• What is required: Below is a block of records. Copy every line in it that contains the word "start".

• Input material:

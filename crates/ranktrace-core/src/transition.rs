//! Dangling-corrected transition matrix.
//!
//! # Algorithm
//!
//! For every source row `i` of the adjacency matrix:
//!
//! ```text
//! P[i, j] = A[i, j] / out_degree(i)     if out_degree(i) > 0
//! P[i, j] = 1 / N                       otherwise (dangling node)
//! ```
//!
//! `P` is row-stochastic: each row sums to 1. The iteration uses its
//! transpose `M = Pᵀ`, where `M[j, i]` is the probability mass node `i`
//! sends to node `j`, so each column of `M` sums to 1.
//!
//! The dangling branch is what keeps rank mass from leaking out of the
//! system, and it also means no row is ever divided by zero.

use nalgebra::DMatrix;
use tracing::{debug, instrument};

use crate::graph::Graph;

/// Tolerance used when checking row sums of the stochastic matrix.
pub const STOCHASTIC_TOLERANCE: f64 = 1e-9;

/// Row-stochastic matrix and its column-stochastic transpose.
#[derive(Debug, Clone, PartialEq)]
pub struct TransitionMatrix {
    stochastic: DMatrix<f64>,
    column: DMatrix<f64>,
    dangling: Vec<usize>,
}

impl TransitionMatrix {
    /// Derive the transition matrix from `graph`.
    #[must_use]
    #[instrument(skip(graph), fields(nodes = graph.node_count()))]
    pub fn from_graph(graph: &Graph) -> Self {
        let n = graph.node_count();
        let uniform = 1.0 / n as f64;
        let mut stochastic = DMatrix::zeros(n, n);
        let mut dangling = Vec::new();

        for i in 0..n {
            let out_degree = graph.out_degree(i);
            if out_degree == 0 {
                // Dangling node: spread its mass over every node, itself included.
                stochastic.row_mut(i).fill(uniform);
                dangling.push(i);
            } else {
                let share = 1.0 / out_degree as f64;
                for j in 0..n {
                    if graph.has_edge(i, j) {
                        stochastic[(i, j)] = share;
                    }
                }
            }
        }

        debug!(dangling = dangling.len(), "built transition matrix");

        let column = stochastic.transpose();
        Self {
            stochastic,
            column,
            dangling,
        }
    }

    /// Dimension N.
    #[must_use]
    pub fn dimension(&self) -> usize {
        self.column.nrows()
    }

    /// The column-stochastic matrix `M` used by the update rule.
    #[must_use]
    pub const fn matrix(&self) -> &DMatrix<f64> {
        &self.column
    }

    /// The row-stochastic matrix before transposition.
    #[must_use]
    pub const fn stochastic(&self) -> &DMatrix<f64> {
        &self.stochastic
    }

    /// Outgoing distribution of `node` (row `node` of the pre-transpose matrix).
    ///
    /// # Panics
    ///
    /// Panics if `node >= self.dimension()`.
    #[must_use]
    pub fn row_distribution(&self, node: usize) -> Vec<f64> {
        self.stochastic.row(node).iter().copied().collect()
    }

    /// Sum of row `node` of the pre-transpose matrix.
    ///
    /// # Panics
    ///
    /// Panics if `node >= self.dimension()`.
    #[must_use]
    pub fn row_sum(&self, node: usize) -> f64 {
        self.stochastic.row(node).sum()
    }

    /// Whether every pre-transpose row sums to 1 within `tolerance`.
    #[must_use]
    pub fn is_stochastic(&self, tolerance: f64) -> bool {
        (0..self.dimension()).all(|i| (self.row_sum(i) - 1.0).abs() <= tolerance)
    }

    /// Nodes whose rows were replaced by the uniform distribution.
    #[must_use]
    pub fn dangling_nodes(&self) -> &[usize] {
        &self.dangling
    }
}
==
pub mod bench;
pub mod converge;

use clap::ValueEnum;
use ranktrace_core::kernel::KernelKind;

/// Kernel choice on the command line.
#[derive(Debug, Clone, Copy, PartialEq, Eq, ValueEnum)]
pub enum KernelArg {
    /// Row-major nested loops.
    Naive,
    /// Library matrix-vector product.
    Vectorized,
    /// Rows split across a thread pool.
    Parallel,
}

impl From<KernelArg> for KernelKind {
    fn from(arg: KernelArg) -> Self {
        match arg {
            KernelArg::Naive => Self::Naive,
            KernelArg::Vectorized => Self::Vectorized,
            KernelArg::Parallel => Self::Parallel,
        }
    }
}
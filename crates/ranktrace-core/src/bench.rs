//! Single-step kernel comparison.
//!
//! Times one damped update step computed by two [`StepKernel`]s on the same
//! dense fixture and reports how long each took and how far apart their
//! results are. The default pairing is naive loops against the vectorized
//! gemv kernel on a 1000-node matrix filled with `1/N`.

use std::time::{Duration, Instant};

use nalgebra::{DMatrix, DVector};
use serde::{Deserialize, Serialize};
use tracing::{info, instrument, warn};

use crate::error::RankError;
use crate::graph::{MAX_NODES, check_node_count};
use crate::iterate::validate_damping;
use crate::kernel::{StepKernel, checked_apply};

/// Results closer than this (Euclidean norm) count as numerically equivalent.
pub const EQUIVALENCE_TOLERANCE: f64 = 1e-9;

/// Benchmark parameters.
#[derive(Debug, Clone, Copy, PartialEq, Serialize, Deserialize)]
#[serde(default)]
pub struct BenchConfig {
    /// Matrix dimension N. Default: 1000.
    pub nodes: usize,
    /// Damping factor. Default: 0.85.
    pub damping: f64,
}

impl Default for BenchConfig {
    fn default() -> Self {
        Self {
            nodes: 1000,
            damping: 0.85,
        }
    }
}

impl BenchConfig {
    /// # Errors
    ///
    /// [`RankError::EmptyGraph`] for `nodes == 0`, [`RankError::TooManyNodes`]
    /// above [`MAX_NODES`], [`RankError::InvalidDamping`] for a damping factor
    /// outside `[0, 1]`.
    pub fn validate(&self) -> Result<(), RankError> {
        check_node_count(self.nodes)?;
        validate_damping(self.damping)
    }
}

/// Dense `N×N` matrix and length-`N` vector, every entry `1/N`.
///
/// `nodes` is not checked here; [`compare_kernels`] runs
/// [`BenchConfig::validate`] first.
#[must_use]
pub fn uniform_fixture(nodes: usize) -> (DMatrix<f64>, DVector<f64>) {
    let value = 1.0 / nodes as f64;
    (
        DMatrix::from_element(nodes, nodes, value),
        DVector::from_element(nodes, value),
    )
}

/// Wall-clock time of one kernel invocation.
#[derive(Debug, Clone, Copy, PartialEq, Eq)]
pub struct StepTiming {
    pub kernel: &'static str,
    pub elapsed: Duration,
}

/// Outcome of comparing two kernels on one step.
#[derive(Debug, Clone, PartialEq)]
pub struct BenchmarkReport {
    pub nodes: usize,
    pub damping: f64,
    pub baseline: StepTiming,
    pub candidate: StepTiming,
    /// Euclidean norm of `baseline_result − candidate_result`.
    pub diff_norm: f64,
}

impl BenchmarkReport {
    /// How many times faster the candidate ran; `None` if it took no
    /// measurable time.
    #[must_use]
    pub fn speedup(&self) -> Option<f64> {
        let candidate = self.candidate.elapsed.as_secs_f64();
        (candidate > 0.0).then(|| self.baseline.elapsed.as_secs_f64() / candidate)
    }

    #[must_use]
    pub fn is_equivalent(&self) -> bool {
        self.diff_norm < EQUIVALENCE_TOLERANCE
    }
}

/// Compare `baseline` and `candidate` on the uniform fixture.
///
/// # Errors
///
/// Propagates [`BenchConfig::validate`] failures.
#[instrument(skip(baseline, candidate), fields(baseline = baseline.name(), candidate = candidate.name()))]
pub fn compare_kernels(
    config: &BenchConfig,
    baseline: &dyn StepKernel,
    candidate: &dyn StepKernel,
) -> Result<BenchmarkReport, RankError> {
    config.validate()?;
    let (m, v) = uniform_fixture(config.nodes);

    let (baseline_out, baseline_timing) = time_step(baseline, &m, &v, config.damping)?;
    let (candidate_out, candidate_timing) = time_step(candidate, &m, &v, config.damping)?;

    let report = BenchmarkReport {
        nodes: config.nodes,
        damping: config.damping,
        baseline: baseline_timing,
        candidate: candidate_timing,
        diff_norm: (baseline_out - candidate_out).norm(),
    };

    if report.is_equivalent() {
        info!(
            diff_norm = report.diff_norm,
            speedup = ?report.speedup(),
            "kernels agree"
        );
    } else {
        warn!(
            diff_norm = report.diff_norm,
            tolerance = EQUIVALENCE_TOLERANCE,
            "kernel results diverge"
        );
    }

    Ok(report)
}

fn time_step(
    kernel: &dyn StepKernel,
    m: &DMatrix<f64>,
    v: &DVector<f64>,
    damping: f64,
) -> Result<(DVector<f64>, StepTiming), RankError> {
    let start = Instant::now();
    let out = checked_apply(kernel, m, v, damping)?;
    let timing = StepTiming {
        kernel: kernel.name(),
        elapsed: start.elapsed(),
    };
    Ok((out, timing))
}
--
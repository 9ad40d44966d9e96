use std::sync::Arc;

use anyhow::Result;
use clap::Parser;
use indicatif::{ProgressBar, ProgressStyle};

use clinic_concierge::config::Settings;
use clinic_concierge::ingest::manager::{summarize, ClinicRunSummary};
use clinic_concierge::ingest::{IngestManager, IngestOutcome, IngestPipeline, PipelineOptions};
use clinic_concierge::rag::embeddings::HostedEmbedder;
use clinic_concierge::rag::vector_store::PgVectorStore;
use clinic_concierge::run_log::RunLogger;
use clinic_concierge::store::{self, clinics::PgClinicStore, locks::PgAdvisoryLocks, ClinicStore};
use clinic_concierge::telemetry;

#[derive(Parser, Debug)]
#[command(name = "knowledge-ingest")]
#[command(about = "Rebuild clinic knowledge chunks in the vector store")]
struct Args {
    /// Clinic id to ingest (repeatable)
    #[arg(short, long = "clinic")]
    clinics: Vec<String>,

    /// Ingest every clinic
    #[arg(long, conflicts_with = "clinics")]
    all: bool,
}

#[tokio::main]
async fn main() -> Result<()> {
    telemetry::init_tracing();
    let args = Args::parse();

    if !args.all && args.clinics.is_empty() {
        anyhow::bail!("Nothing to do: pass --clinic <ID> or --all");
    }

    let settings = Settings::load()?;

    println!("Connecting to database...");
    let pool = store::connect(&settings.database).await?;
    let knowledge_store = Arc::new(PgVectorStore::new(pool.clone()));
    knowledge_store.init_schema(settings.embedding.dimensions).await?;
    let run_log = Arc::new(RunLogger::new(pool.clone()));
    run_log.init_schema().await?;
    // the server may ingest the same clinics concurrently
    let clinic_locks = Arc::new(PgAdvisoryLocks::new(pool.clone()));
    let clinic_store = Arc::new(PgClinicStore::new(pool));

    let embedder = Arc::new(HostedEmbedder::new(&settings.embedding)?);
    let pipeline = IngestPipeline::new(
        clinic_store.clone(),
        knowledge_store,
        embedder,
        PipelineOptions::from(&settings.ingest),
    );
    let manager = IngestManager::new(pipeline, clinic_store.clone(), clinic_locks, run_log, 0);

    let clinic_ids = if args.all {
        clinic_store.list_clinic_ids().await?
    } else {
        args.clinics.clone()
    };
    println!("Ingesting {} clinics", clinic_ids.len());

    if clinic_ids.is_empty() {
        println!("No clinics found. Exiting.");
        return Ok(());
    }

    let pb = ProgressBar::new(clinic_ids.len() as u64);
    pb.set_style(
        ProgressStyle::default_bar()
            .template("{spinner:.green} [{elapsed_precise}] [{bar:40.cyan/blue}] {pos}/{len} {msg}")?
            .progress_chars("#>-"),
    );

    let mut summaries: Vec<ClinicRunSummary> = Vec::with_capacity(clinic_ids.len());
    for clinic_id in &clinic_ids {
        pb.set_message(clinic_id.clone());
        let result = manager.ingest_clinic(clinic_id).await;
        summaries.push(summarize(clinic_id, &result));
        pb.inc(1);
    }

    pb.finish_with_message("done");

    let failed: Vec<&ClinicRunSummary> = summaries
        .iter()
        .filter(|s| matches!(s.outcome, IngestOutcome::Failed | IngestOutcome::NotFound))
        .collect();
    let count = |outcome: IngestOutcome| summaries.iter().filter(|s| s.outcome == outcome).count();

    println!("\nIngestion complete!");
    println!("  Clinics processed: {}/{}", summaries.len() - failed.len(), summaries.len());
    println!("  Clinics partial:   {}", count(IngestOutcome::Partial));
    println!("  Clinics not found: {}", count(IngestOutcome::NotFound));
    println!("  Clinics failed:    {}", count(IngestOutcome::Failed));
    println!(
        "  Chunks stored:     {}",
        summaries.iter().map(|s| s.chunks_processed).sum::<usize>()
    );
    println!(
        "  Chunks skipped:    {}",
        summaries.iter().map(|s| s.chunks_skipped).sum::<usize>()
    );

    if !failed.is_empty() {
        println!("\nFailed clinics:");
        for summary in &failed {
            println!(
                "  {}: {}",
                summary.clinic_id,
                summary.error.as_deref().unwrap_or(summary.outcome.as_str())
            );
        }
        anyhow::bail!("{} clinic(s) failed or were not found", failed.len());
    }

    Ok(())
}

• Result below:
    let start = Instant::now();
        elapsed: start.elapsed(),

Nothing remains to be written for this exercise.